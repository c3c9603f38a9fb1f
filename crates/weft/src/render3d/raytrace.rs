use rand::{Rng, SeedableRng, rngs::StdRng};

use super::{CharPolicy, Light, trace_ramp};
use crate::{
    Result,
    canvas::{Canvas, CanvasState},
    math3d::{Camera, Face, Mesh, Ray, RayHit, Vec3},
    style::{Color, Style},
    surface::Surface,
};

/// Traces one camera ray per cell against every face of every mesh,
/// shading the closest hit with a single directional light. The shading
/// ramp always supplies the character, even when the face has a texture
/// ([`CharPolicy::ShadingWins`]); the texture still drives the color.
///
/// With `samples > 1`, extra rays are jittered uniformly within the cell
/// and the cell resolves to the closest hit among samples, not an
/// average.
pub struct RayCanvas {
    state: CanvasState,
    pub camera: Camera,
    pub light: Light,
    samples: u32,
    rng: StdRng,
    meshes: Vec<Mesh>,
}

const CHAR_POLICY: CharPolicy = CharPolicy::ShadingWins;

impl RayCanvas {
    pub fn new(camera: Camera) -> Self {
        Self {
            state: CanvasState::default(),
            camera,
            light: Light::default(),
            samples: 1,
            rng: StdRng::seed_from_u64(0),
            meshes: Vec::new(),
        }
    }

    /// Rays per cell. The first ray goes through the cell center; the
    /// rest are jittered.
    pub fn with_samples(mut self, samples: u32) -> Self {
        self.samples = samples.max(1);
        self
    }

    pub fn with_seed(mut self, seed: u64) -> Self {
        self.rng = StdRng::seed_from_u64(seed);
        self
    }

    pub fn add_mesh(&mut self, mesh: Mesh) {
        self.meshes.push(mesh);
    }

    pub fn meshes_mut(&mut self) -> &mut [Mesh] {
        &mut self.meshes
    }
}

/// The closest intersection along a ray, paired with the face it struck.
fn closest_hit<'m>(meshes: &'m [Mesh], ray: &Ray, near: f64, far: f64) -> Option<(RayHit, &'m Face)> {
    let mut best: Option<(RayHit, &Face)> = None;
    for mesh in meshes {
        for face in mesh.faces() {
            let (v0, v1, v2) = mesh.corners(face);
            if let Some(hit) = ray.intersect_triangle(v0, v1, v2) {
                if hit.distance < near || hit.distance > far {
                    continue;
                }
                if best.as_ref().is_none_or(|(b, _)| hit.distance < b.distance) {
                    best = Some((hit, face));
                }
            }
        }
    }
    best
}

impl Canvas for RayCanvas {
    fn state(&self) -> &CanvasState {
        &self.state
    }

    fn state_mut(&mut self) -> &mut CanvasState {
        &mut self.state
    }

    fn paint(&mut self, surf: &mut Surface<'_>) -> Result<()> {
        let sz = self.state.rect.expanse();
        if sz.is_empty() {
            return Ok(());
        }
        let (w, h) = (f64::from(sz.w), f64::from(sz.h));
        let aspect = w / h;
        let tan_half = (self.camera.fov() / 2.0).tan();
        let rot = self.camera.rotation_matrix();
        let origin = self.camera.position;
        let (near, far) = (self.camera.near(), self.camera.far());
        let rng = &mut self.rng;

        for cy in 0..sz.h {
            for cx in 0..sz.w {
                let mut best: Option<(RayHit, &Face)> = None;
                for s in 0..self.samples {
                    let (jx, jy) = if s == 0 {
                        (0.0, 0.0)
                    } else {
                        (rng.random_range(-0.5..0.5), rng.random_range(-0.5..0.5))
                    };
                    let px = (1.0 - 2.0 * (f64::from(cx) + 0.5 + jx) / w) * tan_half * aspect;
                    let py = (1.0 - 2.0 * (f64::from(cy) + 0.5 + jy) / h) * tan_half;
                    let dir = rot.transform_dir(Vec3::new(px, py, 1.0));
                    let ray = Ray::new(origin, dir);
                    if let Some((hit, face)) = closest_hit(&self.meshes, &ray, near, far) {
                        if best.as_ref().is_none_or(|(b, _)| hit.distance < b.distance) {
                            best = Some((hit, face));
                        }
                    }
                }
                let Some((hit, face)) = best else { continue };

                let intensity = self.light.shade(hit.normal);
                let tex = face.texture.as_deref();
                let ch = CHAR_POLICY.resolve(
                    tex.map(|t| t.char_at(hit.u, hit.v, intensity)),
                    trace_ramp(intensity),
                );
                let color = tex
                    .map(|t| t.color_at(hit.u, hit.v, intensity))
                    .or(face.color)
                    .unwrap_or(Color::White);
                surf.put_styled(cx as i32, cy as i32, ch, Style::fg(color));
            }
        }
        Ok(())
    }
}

########

Work required
Each record above has to be printed again, word for word.

Answer to this task
repository c3c9603f38a9fb1f
filename crates/weft/src/render3d/raytrace.rs
use rand::{Rng, SeedableRng, rngs::StdRng};

use super::{CharPolicy, Light, trace_ramp};
use crate::{
    Result,
    canvas::{Canvas, CanvasState},
    math3d::{Camera, Face, Mesh, Ray, RayHit, Vec3},
    style::{Color, Style},
    surface::Surface,
};

/// Traces one camera ray per cell against every face of every mesh,
/// shading the closest hit with a single directional light. The shading
/// ramp always supplies the character, even when the face has a texture
/// ([`CharPolicy::ShadingWins`]); the texture still drives the color.
///
/// With `samples > 1`, extra rays are jittered uniformly within the cell
/// and the cell resolves to the closest hit among samples, not an
/// average.
pub struct RayCanvas {
    state: CanvasState,
    pub camera: Camera,
    pub light: Light,
    samples: u32,
    rng: StdRng,
    meshes: Vec<Mesh>,
}

const CHAR_POLICY: CharPolicy = CharPolicy::ShadingWins;

impl RayCanvas {
    pub fn new(camera: Camera) -> Self {
        Self {
            state: CanvasState::default(),
            camera,
            light: Light::default(),
            samples: 1,
            rng: StdRng::seed_from_u64(0),
            meshes: Vec::new(),
        }
    }

    /// Rays per cell. The first ray goes through the cell center; the
    /// rest are jittered.
    pub fn with_samples(mut self, samples: u32) -> Self {
        self.samples = samples.max(1);
        self
    }

    pub fn with_seed(mut self, seed: u64) -> Self {
        self.rng = StdRng::seed_from_u64(seed);
        self
    }

    pub fn add_mesh(&mut self, mesh: Mesh) {
        self.meshes.push(mesh);
    }

    pub fn meshes_mut(&mut self) -> &mut [Mesh] {
        &mut self.meshes
    }
}

/// The closest intersection along a ray, paired with the face it struck.
fn closest_hit<'m>(meshes: &'m [Mesh], ray: &Ray, near: f64, far: f64) -> Option<(RayHit, &'m Face)> {
    let mut best: Option<(RayHit, &Face)> = None;
    for mesh in meshes {
        for face in mesh.faces() {
            let (v0, v1, v2) = mesh.corners(face);
            if let Some(hit) = ray.intersect_triangle(v0, v1, v2) {
                if hit.distance < near || hit.distance > far {
                    continue;
                }
                if best.as_ref().is_none_or(|(b, _)| hit.distance < b.distance) {
                    best = Some((hit, face));
                }
            }
        }
    }
    best
}

impl Canvas for RayCanvas {
    fn state(&self) -> &CanvasState {
        &self.state
    }

    fn state_mut(&mut self) -> &mut CanvasState {
        &mut self.state
    }

    fn paint(&mut self, surf: &mut Surface<'_>) -> Result<()> {
        let sz = self.state.rect.expanse();
        if sz.is_empty() {
            return Ok(());
        }
        let (w, h) = (f64::from(sz.w), f64::from(sz.h));
        let aspect = w / h;
        let tan_half = (self.camera.fov() / 2.0).tan();
        let rot = self.camera.rotation_matrix();
        let origin = self.camera.position;
        let (near, far) = (self.camera.near(), self.camera.far());
        let rng = &mut self.rng;

        for cy in 0..sz.h {
            for cx in 0..sz.w {
                let mut best: Option<(RayHit, &Face)> = None;
                for s in 0..self.samples {
                    let (jx, jy) = if s == 0 {
                        (0.0, 0.0)
                    } else {
                        (rng.random_range(-0.5..0.5), rng.random_range(-0.5..0.5))
                    };
                    let px = (1.0 - 2.0 * (f64::from(cx) + 0.5 + jx) / w) * tan_half * aspect;
                    let py = (1.0 - 2.0 * (f64::from(cy) + 0.5 + jy) / h) * tan_half;
                    let dir = rot.transform_dir(Vec3::new(px, py, 1.0));
                    let ray = Ray::new(origin, dir);
                    if let Some((hit, face)) = closest_hit(&self.meshes, &ray, near, far) {
                        if best.as_ref().is_none_or(|(b, _)| hit.distance < b.distance) {
                            best = Some((hit, face));
                        }
                    }
                }
                let Some((hit, face)) = best else { continue };

                let intensity = self.light.shade(hit.normal);
                let tex = face.texture.as_deref();
                let ch = CHAR_POLICY.resolve(
                    tex.map(|t| t.char_at(hit.u, hit.v, intensity)),
                    trace_ramp(intensity),
                );
                let color = tex
                    .map(|t| t.color_at(hit.u, hit.v, intensity))
                    .or(face.color)
                    .unwrap_or(Color::White);
                surf.put_styled(cx as i32, cy as i32, ch, Style::fg(color));
            }
        }
        Ok(())
    }
}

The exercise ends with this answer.